De novo mutations in PPP2R1A, encoding the scaffolding Aα subunit of Protein Phosphatase 2A (PP2A), are causes of Houge-Janssens syndrome type 2 (HJS2), characterized by neurodevelopmental delay, intellectual disability and other symptoms such as epilepsy. Although biochemical characterization of PPP2R1A variants demonstrated their loss-of-function, insights into the pathogenic mechanisms in brain are still lacking. We created and studied the behavior of heterozygous Ppp2r1a M180T/+ and R182W/+ knockin mice, showing that they mimic both distinct patient groups of HJS2. Preliminary results in brain organoids emphasize the early developmental defects caused by the variants, culminating in misbalanced neurogenesis by affecting neuronal cell signaling.
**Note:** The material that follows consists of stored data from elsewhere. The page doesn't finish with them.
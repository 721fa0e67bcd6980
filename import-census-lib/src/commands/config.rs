use crate::Result;
use crate::crawl::CrawlSettings;
use crate::crawl::analysis::AnalyzerLimits;
use crate::crawl::discovery::{DiscoveryFilters, GITHUB_API_URL, SamplingStrategy};
use camino::{Utf8Path, Utf8PathBuf};
use core::time::Duration;
use ohno::{IntoAppError, app_err};
use serde::{Deserialize, Serialize};
use std::fs;
use std::io;
use url::Url;

/// The default configuration TOML content, embedded from `default_config.toml`
pub const DEFAULT_CONFIG_TOML: &str = include_str!("../../default_config.toml");

/// Name of the configuration file looked up when none is given
pub const CONFIG_FILE_NAME: &str = "census.toml";

#[derive(Debug, Clone, PartialEq, Eq, Deserialize, Serialize)]
#[serde(deny_unknown_fields)]
pub struct Config {
    /// Language filter passed to the repository search
    #[serde(default = "default_language")]
    pub language: String,

    /// Minimum stargazer count of sampled repositories
    #[serde(default = "default_min_stars")]
    pub min_stars: u32,

    /// Minimum repository size, in kilobytes
    #[serde(default = "default_min_size_kb")]
    pub min_size_kb: u32,

    /// Time-bucket sampling picks a random hour within this many years
    #[serde(default = "default_years_back")]
    pub years_back: u32,

    #[serde(default = "default_strategy")]
    pub strategy: SamplingStrategy,

    /// Pause between consecutive search attempts
    #[serde(default = "default_delay", with = "humantime_serde")]
    pub attempt_delay: Duration,

    /// Search API endpoint
    #[serde(default = "default_api_url")]
    pub api_url: String,

    /// Outbound search requests allowed per quota window
    #[serde(default = "default_request_quota")]
    pub request_quota: u32,

    #[serde(default = "default_quota_window", with = "humantime_serde")]
    pub quota_window: Duration,

    /// Repositories to look for when the queue runs low
    #[serde(default = "default_repos_to_find")]
    pub repos_to_find: usize,

    /// Discovery runs when fewer unprocessed repositories than this are queued
    #[serde(default = "default_buffer")]
    pub buffer: usize,

    /// Repositories analyzed per pass
    #[serde(default = "default_repos_to_process")]
    pub repos_to_process: usize,

    /// No new repository is started once a pass has run this long
    #[serde(default = "default_max_runtime", with = "humantime_serde")]
    pub max_runtime: Duration,

    /// Pause between consecutive repositories
    #[serde(default = "default_delay", with = "humantime_serde")]
    pub repo_delay: Duration,

    /// Source files examined per repository
    #[serde(default = "default_max_files")]
    pub max_files: usize,

    /// Files larger than this many bytes are skipped
    #[serde(default = "default_max_file_size")]
    pub max_file_size: u64,

    /// Source file extensions, without the dot
    #[serde(default = "default_extensions")]
    pub extensions: Vec<String>,

    /// Time allowed for finding source files in a clone
    #[serde(default = "default_search_budget", with = "humantime_serde")]
    pub search_budget: Duration,

    /// Time allowed for a single clone
    #[serde(default = "default_clone_timeout", with = "humantime_serde")]
    pub clone_timeout: Duration,
}

fn default_language() -> String {
    "python".to_string()
}

const fn default_min_stars() -> u32 {
    5
}

const fn default_min_size_kb() -> u32 {
    100
}

const fn default_years_back() -> u32 {
    10
}

const fn default_strategy() -> SamplingStrategy {
    SamplingStrategy::RandomPage
}

const fn default_delay() -> Duration {
    Duration::from_secs(1)
}

fn default_api_url() -> String {
    GITHUB_API_URL.to_string()
}

const fn default_request_quota() -> u32 {
    900
}

const fn default_quota_window() -> Duration {
    Duration::from_hours(1)
}

const fn default_repos_to_find() -> usize {
    5
}

const fn default_buffer() -> usize {
    5
}

const fn default_repos_to_process() -> usize {
    1
}

const fn default_max_runtime() -> Duration {
    Duration::from_secs(21_000)
}

const fn default_max_files() -> usize {
    10
}

const fn default_max_file_size() -> u64 {
    1_000_000
}

fn default_extensions() -> Vec<String> {
    vec!["py".to_string()]
}

const fn default_search_budget() -> Duration {
    Duration::from_mins(2)
}

const fn default_clone_timeout() -> Duration {
    Duration::from_mins(5)
}

impl Config {
    /// Load configuration from a file or use defaults
    ///
    /// Without an explicit path, `census.toml` in `base_dir` is used when it exists.
    pub fn load(base_dir: &Utf8Path, config_path: Option<&Utf8PathBuf>) -> Result<Self> {
        let (final_path, text) = if let Some(path) = config_path {
            let text = fs::read_to_string(path).into_app_err_with(|| format!("reading configuration file '{path}'"))?;
            (path.clone(), text)
        } else {
            let path = base_dir.join(CONFIG_FILE_NAME);
            match fs::read_to_string(&path) {
                Ok(text) => (path, text),
                Err(e) if e.kind() == io::ErrorKind::NotFound => {
                    return Ok(Self::default());
                }
                Err(e) => return Err(e).into_app_err_with(|| format!("reading configuration file '{path}'")),
            }
        };

        let config: Self = toml::from_str(&text).into_app_err_with(|| format!("parsing configuration file '{final_path}'"))?;
        config.validate()?;

        Ok(config)
    }

    /// Save the default configuration to a TOML file
    pub fn save_default(output_path: &Utf8Path) -> Result<()> {
        fs::write(output_path, DEFAULT_CONFIG_TOML).into_app_err_with(|| format!("writing default configuration to {output_path}"))?;
        Ok(())
    }

    /// Validate configuration values
    pub fn validate(&self) -> Result<()> {
        if self.language.is_empty() || self.language.chars().any(char::is_whitespace) {
            return Err(app_err!("language must be a single non-empty word, got '{}'", self.language));
        }

        if self.request_quota == 0 {
            return Err(app_err!("request_quota must be greater than 0"));
        }

        if self.quota_window.is_zero() {
            return Err(app_err!("quota_window must be greater than 0"));
        }

        if self.max_files == 0 {
            return Err(app_err!("max_files must be greater than 0"));
        }

        if self.extensions.is_empty() {
            return Err(app_err!("extensions must list at least one file extension"));
        }

        if let Some(ext) = self.extensions.iter().find(|e| e.is_empty() || e.starts_with('.')) {
            return Err(app_err!("extensions are given without a leading dot, got '{ext}'"));
        }

        let _ = Url::parse(&self.api_url).into_app_err_with(|| format!("api_url '{}' is not a valid URL", self.api_url))?;

        Ok(())
    }

    #[must_use]
    pub fn discovery_filters(&self) -> DiscoveryFilters {
        DiscoveryFilters {
            language: self.language.clone(),
            min_stars: self.min_stars,
            min_size_kb: self.min_size_kb,
            years_back: self.years_back,
        }
    }

    #[must_use]
    pub fn analyzer_limits(&self) -> AnalyzerLimits {
        AnalyzerLimits {
            max_files: self.max_files,
            search_budget: self.search_budget,
            max_file_size: self.max_file_size,
            extensions: self.extensions.clone(),
        }
    }

    #[must_use]
    pub const fn crawl_settings(&self) -> CrawlSettings {
        CrawlSettings {
            repos_to_find: self.repos_to_find,
            repos_to_process: self.repos_to_process,
            buffer: self.buffer,
            max_runtime: self.max_runtime,
            repo_delay: self.repo_delay,
        }
    }
}

impl Default for Config {
    fn default() -> Self {
        toml::from_str(DEFAULT_CONFIG_TOML).expect("default_config.toml should be valid TOML that deserializes to Config")
    }
}

#[cfg(test)]
mod tests {
    use super::*;

    #[test]
    fn test_default_config_is_valid() {
        let config = Config::default();
        config.validate().unwrap();
    }

    #[test]
    fn test_embedded_defaults_match_field_defaults() {
        let embedded = Config::default();
        let empty: Config = toml::from_str("").unwrap();
        assert_eq!(embedded, empty);
    }

    #[test]
    fn test_default_values() {
        let config = Config::default();
        assert_eq!(config.language, "python");
        assert_eq!(config.strategy, SamplingStrategy::RandomPage);
        assert_eq!(config.request_quota, 900);
        assert_eq!(config.quota_window, Duration::from_secs(3600));
        assert_eq!(config.max_runtime, Duration::from_secs(21_000));
        assert_eq!(config.repos_to_find, 5);
        assert_eq!(config.repos_to_process, 1);
        assert_eq!(config.buffer, 5);
        assert_eq!(config.max_files, 10);
        assert_eq!(config.max_file_size, 1_000_000);
        assert_eq!(config.search_budget, Duration::from_secs(120));
        assert_eq!(config.clone_timeout, Duration::from_secs(300));
    }

    #[test]
    fn test_partial_config_keeps_other_defaults() {
        let config: Config = toml::from_str("strategy = \"time-bucket\"\nmax_runtime = \"10m\"\n").unwrap();
        assert_eq!(config.strategy, SamplingStrategy::TimeBucket);
        assert_eq!(config.max_runtime, Duration::from_secs(600));
        assert_eq!(config.min_stars, 5);
    }

    #[test]
    fn test_unknown_field_is_rejected() {
        assert!(toml::from_str::<Config>("unknown_field = 1\n").is_err());
    }

    #[test]
    fn test_invalid_duration_is_rejected() {
        assert!(toml::from_str::<Config>("max_runtime = \"soon\"\n").is_err());
    }

    #[test]
    fn test_validate_rejects_bad_values() {
        let bad = [
            Config {
                language: String::new(),
                ..Config::default()
            },
            Config {
                language: "python rust".into(),
                ..Config::default()
            },
            Config {
                request_quota: 0,
                ..Config::default()
            },
            Config {
                quota_window: Duration::ZERO,
                ..Config::default()
            },
            Config {
                max_files: 0,
                ..Config::default()
            },
            Config {
                extensions: Vec::new(),
                ..Config::default()
            },
            Config {
                extensions: vec![".py".into()],
                ..Config::default()
            },
            Config {
                api_url: "not a url".into(),
                ..Config::default()
            },
        ];

        for config in bad {
            assert!(config.validate().is_err(), "{config:?} should be rejected");
        }
    }

    #[test]
    fn test_derived_settings() {
        let config = Config::default();
        assert_eq!(config.discovery_filters().min_size_kb, 100);
        assert_eq!(config.analyzer_limits(), AnalyzerLimits::default());
        assert_eq!(config.crawl_settings().buffer, 5);
    }

    #[test]
    fn test_save_default_and_load() {
        let tmp = tempfile::tempdir().unwrap();
        let base = Utf8PathBuf::try_from(tmp.path().to_path_buf()).unwrap();
        let output_path = base.join(CONFIG_FILE_NAME);
        Config::save_default(&output_path).unwrap();

        let explicit = Config::load(&base, Some(&output_path)).unwrap();
        let implicit = Config::load(&base, None).unwrap();
        assert_eq!(explicit, implicit);
    }

    #[test]
    fn test_load_missing_config_uses_defaults() {
        let tmp = tempfile::tempdir().unwrap();
        let base = Utf8PathBuf::try_from(tmp.path().to_path_buf()).unwrap();
        assert_eq!(Config::load(&base, None).unwrap(), Config::default());
    }

    #[test]
    fn test_load_missing_explicit_config_fails() {
        let tmp = tempfile::tempdir().unwrap();
        let base = Utf8PathBuf::try_from(tmp.path().to_path_buf()).unwrap();
        assert!(Config::load(&base, Some(&base.join("nope.toml"))).is_err());
    }

    #[test]
    fn test_load_validates() {
        let tmp = tempfile::tempdir().unwrap();
        let base = Utf8PathBuf::try_from(tmp.path().to_path_buf()).unwrap();
        let path = base.join(CONFIG_FILE_NAME);
        fs::write(&path, "max_files = 0\n").unwrap();
        assert!(Config::load(&base, None).is_err());
    }
}
//! Outbound request budget for the discovery API.

use super::clock::Clock;
use chrono::{DateTime, Utc};
use core::fmt::{Display, Formatter};
use std::sync::{Arc, Mutex, PoisonError};

const LOG_TARGET: &str = "     quota";

/// How often a progress line is logged, in requests.
const LOG_EVERY: u32 = 100;

/// Request accounting for the current window.
#[derive(Debug, Clone, Copy, PartialEq, Eq)]
pub struct QuotaState {
    pub request_count: u32,
    pub window_reset_at: DateTime<Utc>,
}

/// The request ceiling for the current window has been reached.
#[derive(Debug, Clone, Copy, PartialEq, Eq)]
pub struct QuotaExceeded {
    pub ceiling: u32,
    pub resets_at: DateTime<Utc>,
}

impl Display for QuotaExceeded {
    fn fmt(&self, f: &mut Formatter<'_>) -> core::fmt::Result {
        write!(
            f,
            "request quota of {} per window exhausted, window resets at {}",
            self.ceiling,
            self.resets_at.to_rfc3339()
        )
    }
}

impl core::error::Error for QuotaExceeded {}

/// Caps outbound requests at `ceiling` per fixed window.
///
/// The guard never sleeps. Once the ceiling is reached every [`consume`](Self::consume)
/// fails until the clock passes the end of the window, at which point the counter
/// starts over from zero.
#[derive(Debug)]
pub struct QuotaGuard {
    ceiling: u32,
    window: chrono::Duration,
    clock: Arc<dyn Clock>,
    state: Mutex<QuotaState>,
}

impl QuotaGuard {
    #[must_use]
    pub fn new(ceiling: u32, window: core::time::Duration, clock: Arc<dyn Clock>) -> Self {
        let window = chrono::Duration::from_std(window).unwrap_or(chrono::Duration::MAX);
        let now = clock.now();

        Self {
            ceiling,
            window,
            state: Mutex::new(QuotaState {
                request_count: 0,
                window_reset_at: now.checked_add_signed(window).unwrap_or(DateTime::<Utc>::MAX_UTC),
            }),
            clock,
        }
    }

    /// Account for one outbound request.
    pub fn consume(&self) -> Result<(), QuotaExceeded> {
        let now = self.clock.now();
        let mut state = self.state.lock().unwrap_or_else(PoisonError::into_inner);

        if now > state.window_reset_at {
            state.request_count = 0;
            state.window_reset_at = now.checked_add_signed(self.window).unwrap_or(DateTime::<Utc>::MAX_UTC);
        }

        if state.request_count >= self.ceiling {
            log::error!(target: LOG_TARGET, "Request ceiling reached ({}/{})", state.request_count, self.ceiling);
            return Err(QuotaExceeded {
                ceiling: self.ceiling,
                resets_at: state.window_reset_at,
            });
        }

        state.request_count += 1;
        if state.request_count.is_multiple_of(LOG_EVERY) {
            log::info!(target: LOG_TARGET, "API request count: {}/{} for this window", state.request_count, self.ceiling);
        }

        Ok(())
    }

    #[must_use]
    pub fn state(&self) -> QuotaState {
        *self.state.lock().unwrap_or_else(PoisonError::into_inner)
    }

    #[must_use]
    pub const fn ceiling(&self) -> u32 {
        self.ceiling
    }
}
//! Command-line interface and orchestration for import-census
//!
//! This module parses arguments, loads configuration, and wires the crawl
//! pipeline together for each command.
//!
//! ## Commands
//!
//! - **crawl**: One incremental pass. Tops up the repository queue through the
//!   search API when it runs low, then clones and analyzes a batch
//! - **discover**: Sampling only, appending new repositories to the discovery log
//! - **analyze**: Processing only, draining the existing queue without searching
//! - **report**: Aggregate the import records into a CSV and an optional README table
//! - **init**: Generate a default configuration file
//! - **validate**: Check a configuration file
//!
//! The crawl commands share [`common::Session`], which opens the state files and
//! builds the quota-guarded search client from the loaded configuration.

mod analyze;
mod common;
mod config;
mod crawl;
mod discover;
mod host;
mod init;
mod report;
mod run;
mod validate;

#[cfg(debug_assertions)]
pub use config::Config;

pub use analyze::{AnalyzeArgs, process_analyze};
pub use crawl::{CrawlArgs, process_crawl};
pub use discover::{DiscoverArgs, process_discover};
pub use host::Host;
pub use init::{InitArgs, init_config};
pub use report::{ReportArgs, process_report};
pub use run::run;
pub use validate::{ValidateArgs, validate_config};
In this project, we aim to dissect the role of PP2A during early brain development in HJS2 severity groups by combining cutting-edge technologies for the cellular, molecular and functional characterization of 2D human stem cell and 3D brain organoid models of HJS2, thereby identifying molecular targets to evaluate treatment approaches. Furthermore, we will examine cross-species validation of these mechanisms in mouse embryonic brain cortex. The integration of proposed in vitro and in vivo studies will provide missing insights into the disease mechanisms of HJS2 and, foremost, enable suggesting and preclinical testing of the first therapeutic strategies.